Daniel: “I preparativi sono iniziati mesi fa, e c’è stata tutta una parte burocratica da gestire che in alcuni casi ha obbligato aziende livignasche ad attivarsi per adeguarcisi. Non è il nostro caso, che invece siamo molto attenti da anni a quelle tematiche che oggi sono sempre più centrali: quattro anni fa abbiamo implementato un sistema di gestione ESG e ottenuto il riconoscimento internazionale GreenKey, e se lo abbiamo fatto è proprio perché ci sentiamo in sintonia con l’ecosistema Livigno. Ammetto che abbiamo dovuto fare un grandissimo lavoro di produzione di carte, fondamentalmente per dimostrare quanto era già stato fatto. È un traguardo di cui siamo molto orgogliosi, perché ci ha permesso, innanzitutto, di avere meno pressioni e problemi di compliance per i Giochi, e, in secondo luogo, di dimostrare che quelli che inizialmente possono essere visti come degli extra-costi per un’attività, in realtà, poi ripagano con gli interessi sul lungo periodo e si rivelano per quello che sono veramente, cioè degli investimenti. Questa è la filosofia che ci guida e che ci ha permesso di non rivoluzionare nessuna procedura interna per le Olimpiadi. In questo modo siamo sicuri di poter gestire l’impatto straordinario di un evento del genere con la medesima visione con cui abbiamo gestito i cambiamenti degli ultimi anni: restando al passo con i tempi pur rispettando la nostra essenza”

Solitamente l’ultima domanda è relativa ad un consiglio che l’imprenditore si sente di dare ai Giovani (e meno giovani) lettori di QualeImpresa. Questa volta vi voglio invece chiedere quanto può dare un luogo come Livigno ad un Giovane Imprenditore che, nella sua quotidianità, può essere immerso in un mare di scadenze, responsabilità, gestioni più o meno impattanti, soprattutto nell’ottica del miglioramento qualitativo dell’equilibrio psicologico?

Matteo: “La montagna ha il grande dono di aprire alla possibilità di una qualità della vita rara, di rimanere a stretto contatto con la natura e di permettersi ritmi di vita meno frenetici, con un accesso più diretto al focus dell’equilibrio tra vita e lavoro. Il valore aggiunto di Livigno rispetto agli altri posti di montagna, è l’autenticità che deriva dal suo stesso dna, già citato poco fa: è una meta turistica che esce un po’ dalle logiche mainstream del mondo di oggi, le logiche del post sui social media e delle mode passeggere, e che da una concreta opportunità di trasformare quell’ideale molto attuale di detox da quella ricerca quasi ossessiva del concetto di produttività, di efficienza.
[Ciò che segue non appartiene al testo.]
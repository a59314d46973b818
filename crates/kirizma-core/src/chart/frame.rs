use serde::{Serialize, Serializer};

/// A frame token from a chart field.
///
/// Tokens without a leading integer become [`Frame::Invalid`], which orders
/// after every numeric frame and is written back as `NaN`.
#[derive(Debug, Clone, Copy, PartialEq, Eq, PartialOrd, Ord, Hash)]
pub enum Frame {
    At(i64),
    Invalid,
}

impl Frame {
    /// Lenient integer parse: optional leading whitespace and sign, then the
    /// longest run of ASCII digits. Trailing garbage is ignored.
    pub fn parse(token: &str) -> Self {
        let s = token.trim_start();
        let (negative, digits) = match s.as_bytes().first() {
            Some(b'-') => (true, &s[1..]),
            Some(b'+') => (false, &s[1..]),
            _ => (false, s),
        };
        let end = digits
            .find(|c: char| !c.is_ascii_digit())
            .unwrap_or(digits.len());
        if end == 0 {
            return Self::Invalid;
        }
        match digits[..end].parse::<i64>() {
            Ok(n) if negative => Self::At(-n),
            Ok(n) => Self::At(n),
            Err(_) => Self::Invalid,
        }
    }

    pub fn value(&self) -> Option<i64> {
        match self {
            Self::At(n) => Some(*n),
            Self::Invalid => None,
        }
    }

    pub fn is_invalid(&self) -> bool {
        matches!(self, Self::Invalid)
    }
}

impl std::fmt::Display for Frame {
    fn fmt(&self, f: &mut std::fmt::Formatter<'_>) -> std::fmt::Result {
        match self {
            Self::At(n) => write!(f, "{}", n),
            Self::Invalid => f.write_str("NaN"),
        }
    }
}

impl Serialize for Frame {
    fn serialize<S: Serializer>(&self, serializer: S) -> Result<S::Ok, S::Error> {
        match self {
            Self::At(n) => serializer.serialize_i64(*n),
            Self::Invalid => serializer.serialize_none(),
        }
    }
}
use thiserror::Error;

#[derive(Debug, Error)]
pub enum Error {
    #[error("Invalid configuration: {0}")]
    InvalidConfiguration(String),

    #[error("Invalid chart slot: {0}")]
    InvalidSlot(String),

    #[error("Unknown conversion mode: {0}")]
    UnknownMode(String),

    #[error("Config parse error: {0}")]
    ConfigParseError(#[from] toml::de::Error),

    #[error("IO error: {0}")]
    Io(#[from] std::io::Error),

    #[error("JSON error: {0}")]
    Json(#[from] serde_json::Error),
}

pub type Result<T> = std::result::Result<T, Error>;
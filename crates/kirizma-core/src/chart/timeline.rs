use serde::Serialize;
use tracing::debug;

use crate::chart::{ChartDocument, ExclusionSet, Frame};

/// A frame together with the field it was read from.
#[derive(Debug, Clone, PartialEq, Eq, Serialize)]
pub struct TimedNote {
    pub frame: Frame,
    pub source: String,
}

/// All onset frames of one slot, in ascending order.
///
/// Equal frames keep the order in which their fields appeared in the chart.
#[derive(Debug, Clone, Default, PartialEq, Eq, Serialize)]
#[serde(transparent)]
pub struct Timeline {
    notes: Vec<TimedNote>,
}

impl Timeline {
    pub fn from_notes(mut notes: Vec<TimedNote>) -> Self {
        // Vec::sort_by_key is stable.
        notes.sort_by_key(|note| note.frame);
        Self { notes }
    }

    pub fn get(&self, index: usize) -> Option<Frame> {
        self.notes.get(index).map(|note| note.frame)
    }

    pub fn frames(&self) -> impl Iterator<Item = Frame> + '_ {
        self.notes.iter().map(|note| note.frame)
    }

    pub fn notes(&self) -> &[TimedNote] {
        &self.notes
    }

    pub fn len(&self) -> usize {
        self.notes.len()
    }

    pub fn is_empty(&self) -> bool {
        self.notes.is_empty()
    }
}

impl FromIterator<Frame> for Timeline {
    fn from_iter<T: IntoIterator<Item = Frame>>(iter: T) -> Self {
        Self::from_notes(
            iter.into_iter()
                .map(|frame| TimedNote {
                    frame,
                    source: String::new(),
                })
                .collect(),
        )
    }
}

/// Pool the frames of every timing field in `doc` into one sorted timeline.
pub fn extract_timeline(doc: &ChartDocument, exclusion: &ExclusionSet) -> Timeline {
    let mut notes = Vec::new();

    for field in doc.iter() {
        if !field.has_data() || exclusion.excludes(&field.base) {
            continue;
        }
        let Some(raw) = field.raw_value() else {
            continue;
        };

        let before = notes.len();
        notes.extend(raw.split(',').map(|token| TimedNote {
            frame: Frame::parse(token),
            source: field.base.clone(),
        }));
        debug!("{}: {} frames", field.name(), notes.len() - before);
    }

    let invalid = notes.iter().filter(|n| n.frame.is_invalid()).count();
    if invalid > 0 {
        debug!("{} non-numeric frame tokens sorted to the end", invalid);
    }

    Timeline::from_notes(notes)
}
Investire in montagna non deve essere una scelta trainata solo da ragioni economiche, bensì di vita; è molto importante inserirsi con rispetto e coerenza nei confronti del contesto. Questo perché ci sono anche delle dinamiche oggettivamente più scomode: la distanza da un certo tipo di servizi, la forte incidenza della stagionalità, per fare due esempi. Il tutto viene però ripagato da condizioni che, a mio modo di vedere, sono delle vere e proprio fortune se inserite nel nostro stile di vita così veloce: le piste di sci a 5 minuti, le stellate mozzafiato, il silenzio della valle e il contatto diretto con la natura entrano perfettamente in quella serie di bisogni latenti che oggi ci siamo convinti essere superflui, ma che invece hanno la forza di incidere in maniera determinante sulle nostre vite”.